Ближе к концу апреля мощный обстрел уничтожил верхнюю часть стены высотой около тридцати футов. Однажды после наступления темноты люди Джустиниани в очередной раз принялись за работу, заделывая брешь земляной насыпью. На следующее утро пушки возобновили атаку. Однако к полудню пороховая камера одной из них треснула (вероятно, причиной послужила трещина в стволе, хотя русский хронист Нестор Искандер заявляет — орудие разрушил выстрел из пушки защитников Города). Мехмед пришел в ярость и тут же отдал приказ идти на приступ. Начавшееся нападение застало защитников врасплох. Завязалась отчаянная схватка. В Городе зазвонили колокола, и люди кинулись на бастионы. «От стука оружия и сверкания его казалось, будто весь Город содрогается до основания». Атакующие османские войска были сброшены вниз; их затоптали те, кто следовал за ними, в неистовстве спеша достичь стен. Отвратительное зрелище, по словам Нестора Искандера: «И наполнились рвы доверху трупами человеческими, так что через них карабкались турки, как по ступеням, и сражались, мертвецы же были для них как бы мост и лестница к стенам городским». В конце концов атаку с громадным трудом удалось отразить, хотя продолжалась она до наступления ночи. Трупы грудами лежали в канавах, «наполнившихся кровью». Обессиленные солдаты и горожане отправились спать, оставив раненых стонать за стенами. На следующий день монахи вновь взялись за свой скорбный труд: они хоронили погибших христиан и подсчитывали число павших врагов. Константина, переутомленного изнурительной борьбой, конечно же, удручали серьезные потери.

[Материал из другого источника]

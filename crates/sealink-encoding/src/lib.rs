//! Sealink value encoding.
//!
//! A self-describing tag-length-value format used for every value that
//! crosses a wire, a disk, or a protocol boundary:
//!
//! ```text
//! +--------+------------------+-----------------+
//! | tag u8 | length u32 (BE)  | payload         |
//! +--------+------------------+-----------------+
//! ```
//!
//! Lists are the concatenation of fully encoded elements. Dictionaries are
//! lists of alternating byte-string keys and values with unique keys.
//!
//! # Components
//!
//! - [`EncodedValue`]: tagged value with zero-copy header parsing
//! - [`Encode`] / [`Decode`]: typed contracts (total encode, partial decode)
//! - [`DecodeTuple`]: fixed-arity positional decoding for messages and states
//! - [`Dictionary`], [`UnsignedBigInt`], [`Uid`]: domain value types

#![forbid(unsafe_code)]

pub mod biguint;
pub mod codec;
pub mod dictionary;
pub mod errors;
pub mod header;
pub mod tag;
pub mod time;
pub mod tuple;
pub mod uid;
pub mod value;

pub use biguint::UnsignedBigInt;
pub use codec::{Decode, Encode, decode_list, encode_list, fixed_payload};
pub use dictionary::Dictionary;
pub use errors::{DecodeError, Result};
pub use header::ValueHeader;
pub use tag::Tag;
pub use time::{MICROS_PER_SECOND, from_unix_micros, to_unix_micros};
pub use tuple::DecodeTuple;
pub use uid::Uid;
pub use value::{DecodeLimits, EncodedValue};
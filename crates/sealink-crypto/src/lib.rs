//! Sealink Cryptographic Primitives
//!
//! Building blocks for channel creation. Pure functions; callers provide the
//! randomness so simulations stay deterministic.
//!
//! # Channel Key Lifecycle
//!
//! ```text
//! ephemeral KEM pair (per handshake side)
//!        │
//!        ▼
//! encapsulate / decapsulate → k1, k2
//!        │
//!        ▼
//! HKDF(k1 || k2) → Channel Seed
//!        │
//!        ▼
//! HKDF(seed, sender || recipient) → directional key → AEAD
//! ```
//!
//! # Security
//!
//! - Two independent encapsulations: leaking one exchange does not expose
//!   the channel
//! - Ephemeral private keys live only in protocol state and are zeroized on
//!   drop
//! - Pings are signed over both device ids and both identities under a
//!   dedicated label, so a signature cannot be replayed for another pair

#![forbid(unsafe_code)]
#![deny(missing_docs)]

pub mod challenge;
pub mod channel;
pub mod error;
pub mod kem;
pub mod keys;
pub mod seed;
pub mod signature;

pub use challenge::{CHALLENGE_PREFIX_SIZE, ChallengeResponse, ChannelCreationChallenge};
pub use channel::{NONCE_SIZE, SealedMessage, open, seal};
pub use error::CryptoError;
pub use kem::{KemCiphertext, KemKeyPair, KemPrivateKey, KemPublicKey, SymmetricKey, decapsulate, encapsulate};
pub use seed::ChannelSeed;
pub use signature::{SignatureBytes, SigningKeyPair, VerificationKey};
//! What a step can see and what it can ask for.
//!
//! Steps never mutate the device directly. They query a read-only
//! [`StepContext`] and return a list of [`StepAction`]s; the protocol manager
//! applies those once the new state has been committed.

use sealink_crypto::{ChallengeResponse, ChannelCreationChallenge, ChannelSeed, CHALLENGE_PREFIX_SIZE};
use sealink_encoding::Uid;

use super::{CoreMessage, ProtocolId};
use crate::identity::{CryptoIdentity, IdentityDetails, RemoteDevice};

/// Effect requested by a step.
#[derive(Debug, Clone, PartialEq, Eq)]
pub enum StepAction {
    /// Post a message
    Send(CoreMessage),
    /// Create an unconfirmed oblivious channel with `remote`
    CreateChannel {
        /// Peer device
        remote: RemoteDevice,
        /// Channel key material
        seed: ChannelSeed,
    },
    /// Mark the channel with `remote` as confirmed
    ConfirmChannel {
        /// Peer device
        remote: RemoteDevice,
    },
    /// Delete any channel with `remote`
    DeleteChannel {
        /// Peer device
        remote: RemoteDevice,
    },
    /// Remember a consumed ping response
    RecordPingSignature(ChallengeResponse),
    /// Register a device of the owned identity
    AddOwnedDevice(Uid),
    /// Register a device of a contact
    AddContactDevice(RemoteDevice),
    /// Store the details published by a remote identity
    UpdateRemoteDetails {
        /// Identity the details belong to
        identity: CryptoIdentity,
        /// Published details
        details: IdentityDetails,
    },
    /// Remember that `instance_id` is handling `remote`
    TrackInstance {
        /// Protocol of the instance
        protocol: ProtocolId,
        /// Peer device
        remote: RemoteDevice,
        /// Instance
        instance_id: Uid,
    },
    /// Abort every instance of `protocol` handling `remote`
    AbortInstances {
        /// Protocol of the instances
        protocol: ProtocolId,
        /// Peer device
        remote: RemoteDevice,
    },
}

/// Read-only view of the device a step runs on.
pub trait StepContext {
    /// Identity owning this device.
    fn owned_identity(&self) -> &CryptoIdentity;

    /// Uid of this device.
    fn current_device(&self) -> Uid;

    /// Answer `challenge` with the owned identity's signing key.
    fn solve_challenge(
        &self,
        challenge: &ChannelCreationChallenge<'_>,
        prefix: [u8; CHALLENGE_PREFIX_SIZE],
    ) -> ChallengeResponse;

    /// Whether `identity` is a trusted contact.
    fn is_trusted_contact(&self, identity: &CryptoIdentity) -> bool;

    /// Whether the contact `identity` is active (not revoked or blocked).
    fn is_active_contact(&self, identity: &CryptoIdentity) -> bool;

    /// Details this device publishes about its owned identity.
    fn published_details(&self) -> IdentityDetails;

    /// Whether a channel (confirmed or not) exists with `remote`.
    fn channel_exists(&self, remote: &RemoteDevice) -> bool;

    /// Whether `response` was already consumed by an earlier ping.
    fn ping_signature_seen(&self, response: &ChallengeResponse) -> bool;

    /// Instances of `protocol` currently handling `remote`.
    fn running_instances_for(&self, protocol: ProtocolId, remote: &RemoteDevice) -> Vec<Uid>;
}

/// A device the manager can apply step actions to.
///
/// `Send` and `AbortInstances` are handled by the manager itself; every
/// other action is passed to [`DeviceContext::apply`].
pub trait DeviceContext: StepContext {
    /// Apply a local effect.
    fn apply(&mut self, action: &StepAction);

    /// Stop tracking an instance that ended or was aborted.
    fn forget_instance(&mut self, protocol: ProtocolId, instance_id: Uid);
}
//! Harness errors.

use std::fmt;

use sealink_core::ProtocolError;
use thiserror::Error;

use crate::invariants::Violation;

/// Index of a party in a [`crate::SimNetwork`].
#[derive(Debug, Clone, Copy, PartialEq, Eq, Hash, PartialOrd, Ord)]
pub struct PartyId(pub usize);

impl fmt::Display for PartyId {
    fn fmt(&self, f: &mut fmt::Formatter<'_>) -> fmt::Result {
        write!(f, "party-{}", self.0)
    }
}

/// Errors that stop a simulation.
#[derive(Debug, Error)]
pub enum HarnessError {
    /// A party's manager failed with a non-recoverable error
    #[error("{party}: {source}")]
    Protocol {
        /// Failing party
        party: PartyId,
        /// Manager error
        #[source]
        source: ProtocolError,
    },

    /// Messages were still in flight after the step budget
    #[error("simulation did not settle within {0} steps")]
    StepLimit(usize),

    /// An invariant failed after a delivery
    #[error("invariant violated after step {step}: {}", format_violations(.violations))]
    Invariant {
        /// Step after which the check failed
        step: usize,
        /// Every violation found
        violations: Vec<Violation>,
    },
}

fn format_violations(violations: &[Violation]) -> String {
    violations.iter().map(ToString::to_string).collect::<Vec<_>>().join("; ")
}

Действительно, усталость, голод и отчаяние начали оказывать пагубное действие на защитников Города. К началу мая поставки стали стремительно сокращаться. Теперь торговать с генуэзцами в Галате сделалось труднее, а отправляться в Золотой Рог на рыбную ловлю — опаснее. Во время затишья солдаты на стенах начали покидать свои посты в поисках пропитания для своих семей. Османы узнали об этом и стали предпринимать неожиданные набеги. Крючьями на палках они стаскивали с бастионов бочки, наполненные землей; случалось, что турки открыто приближались к стенам и доставали сетями пушечные ядра. Вновь зазвучали взаимные обвинения. Генуэзский архиепископ Леонард упрекнул греков, покидавших свои посты, в трусости. Те отвечали: «Что нам до обороны, если наши семьи пребывают в нужде?» Другие, полагал он, «были объяты ненавистью к латинянам». Раздавались обвинения в сокрытии продовольствия, трусости, спекуляции и обструкциях. Национальность, язык и вера дали поводы для разногласий. Джустиниани и Нотарас ссорились из-за людских резервов и материалов, необходимых для ведения войны. Леонард порицал поведение «иных людей, которые — о кровопийцы! — прятали запасы пищи или поднимали цену на нее». В тяжелых условиях осады хрупкий союз между христианами начал распадаться. Леонард проклинал Константина за неспособность контролировать ситуацию: «Императору не хватает строгости, и те, кто не подчинится ему, не будут наказаны ни словом, ни мечом». Вести о размолвках, вероятно, просачивались за крепостные стены и доходили до Мехмеда. «Начался раздор между силами, оборонявшими город», — писал о тех днях османский хронист Турсун-бей.
Стремясь сделать так, чтобы люди не пренебрегали охраной стен, отправляясь на поиски пищи, Константин приказал ежевечерне выдавать продовольствие семьям солдат. Положение было столь серьезным, что, посоветовавшись с министрами, император начал реквизировать церковную утварь, дабы переплавить ее в монеты и платить солдатам, а те смогли купить любую имевшуюся в наличии пищу. Ход, пожалуй, сомнительный, вряд ли снискавший ему симпатии благочестивых сторонников православия, воспринимавших страдания, которые выпали на долю горожан, как следствие грехов и заблуждений.
Дискуссии между командующими продолжались. Присутствие неприятельского флота в бухте Золотой Рог весьма затрудняло ведение обороны. Защитникам пришлось провести соответствующую перегруппировку войск. Наблюдатели не сводили с моря глаз буквально двадцать четыре часа в сутки, однако ничто не двигалось на западном горизонте. Вероятно, 3 мая был созван большой совет, включавший командующих, высших чиновников и иерархов, для обсуждения ситуации. Орудия все так же били по стенам, боевой дух слабел. Все понимали — приближается решающая атака. В атмосфере [дурных] предчувствий участники собрания попытались убедить Константина покинуть Город и отправиться на Пелопоннес, где он смог бы провести перегруппировку, собрать свежие силы и нанести новый удар. Джустиниани предложил свои галеры для бегства императора.